AGENCY: Department of Health. Division of Medicaid and Health Financing. Bureau of Authorization and Community Based Services
SERIES: 8132
TITLE: Choice of health care delivery
DATES: 1982-
ARRANGEMENT: None
DESCRIPTION: This is a form filled out by medicaid applicants to choose the type of health care they wish to have. They may choose to join a Health Maintenance Organization, an Independent Practice Association, or Case Management. The form is then used as an input document for the MMIS data system.
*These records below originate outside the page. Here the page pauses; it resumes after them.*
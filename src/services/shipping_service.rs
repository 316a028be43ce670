use rust_decimal::{Decimal, RoundingStrategy, prelude::FromPrimitive};

use crate::{
    carrier::CostRequest,
    dto::shipping::{ShippingFeeList, ShippingFeeRequest, ShippingKind, ShippingOption},
    error::{AppError, AppResult},
    middleware::auth::{AuthUser, ensure_role},
    repository::{geo, pharmacies},
    response::ApiResponse,
    state::AppState,
    status::Role,
};

/// Flat per-km rate, never below one unit of `base`.
pub fn official_fee(base: Decimal, distance_km: f64) -> AppResult<Decimal> {
    let km = Decimal::from_f64(distance_km)
        .filter(|km| !km.is_sign_negative())
        .ok_or_else(|| AppError::Internal(anyhow::anyhow!("invalid distance {distance_km}")))?;
    let fee = (base * km).round_dp_with_strategy(0, RoundingStrategy::MidpointAwayFromZero);
    Ok(fee.max(base))
}

pub async fn fees(
    state: &AppState,
    user: &AuthUser,
    payload: ShippingFeeRequest,
) -> AppResult<ApiResponse<ShippingFeeList>> {
    ensure_role(user, Role::User)?;
    if payload.weight <= 0 {
        return Err(AppError::BadRequest("weight must be greater than 0".into()));
    }
    pharmacies::get(&state.orm, payload.pharmacy_id).await?;
    let route = geo::route(
        &state.pool,
        payload.pharmacy_id,
        payload.user_address_id,
        user.user_id,
    )
    .await?
    .ok_or_else(|| AppError::not_found("address"))?;

    let ids = [payload.pharmacy_id];
    let mut options = Vec::new();
    for method in pharmacies::official_shipping_methods(&state.pool, &ids).await? {
        let base = method.price.unwrap_or(state.config.official_shipping_base_fee);
        options.push(ShippingOption {
            kind: ShippingKind::Official,
            shipping_method_id: method.id,
            name: method.name,
            fee: official_fee(base, route.distance_km)?,
        });
    }
    for method in pharmacies::non_official_shipping_methods(&state.pool, &ids).await? {
        let request = CostRequest {
            origin_city_id: route.origin_city_id,
            destination_city_id: route.destination_city_id,
            weight: payload.weight,
            courier: method.courier.clone(),
        };
        let fee = state.carrier.cost(&request, &method.service).await?;
        options.push(ShippingOption {
            kind: ShippingKind::NonOfficial,
            shipping_method_id: method.id,
            name: method.name,
            fee,
        });
    }

    tracing::debug!(
        pharmacy_id = payload.pharmacy_id,
        distance_km = route.distance_km,
        options = options.len(),
        "shipping fees resolved"
    );
    Ok(ApiResponse::success(
        "OK",
        ShippingFeeList {
            distance_km: route.distance_km,
            options,
        },
        None,
    ))
}

#[cfg(test)]
mod tests {
    use super::*;

    #[test]
    fn official_fee_scales_with_distance() {
        let fee = official_fee(Decimal::from(10_000), 3.25).unwrap();
        assert_eq!(fee, Decimal::from(32_500));
    }

    #[test]
    fn official_fee_rounds_half_away_from_zero() {
        let fee = official_fee(Decimal::from(3), 1.5).unwrap();
        assert_eq!(fee, Decimal::from(5));
    }

    #[test]
    fn official_fee_never_drops_below_base() {
        assert_eq!(official_fee(Decimal::from(10_000), 0.2).unwrap(), Decimal::from(10_000));
        assert_eq!(official_fee(Decimal::from(10_000), 0.0).unwrap(), Decimal::from(10_000));
    }

    #[test]
    fn negative_distance_is_rejected() {
        assert!(official_fee(Decimal::from(10_000), -1.0).is_err());
    }
}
It includes the client's choice of joining a Health Maintenance Organization (HMO), an Independent Practice Association, or Case Management, the dates the client previously enrolled, and terminated one of the three choices, if the client had never previously enrolled, and the new start date, the client's identification number, name, address, telephone number, the primary health care provider's name(s), identification number(s) of client children and their provider's name, address, telephone numbers, and identification numbers, the client's signature, and date of signing, and the date the physician letter was sent.
RETENTION
Retain for 4 year(s)
DISPOSITION
Destroy.
RETENTION AND DISPOSITION AUTHORIZATION
These records are in Archives' permanent custody.
APPROVED: 08/1986
FORMAT MANAGEMENT
Paper: Retain in Office for 6 months and then transfer to State Records Center. Retain in State Records Center for 4 years and then destroy.
APPRAISAL
Administrative Fiscal
This record is subject to federal audit which is three years. As the federal government operates on a fiscal rather than a calendar year basis, these records need to be kept four calendar years. They only need to be kept in the office long enough to verify that the information on them was correctly input into the system.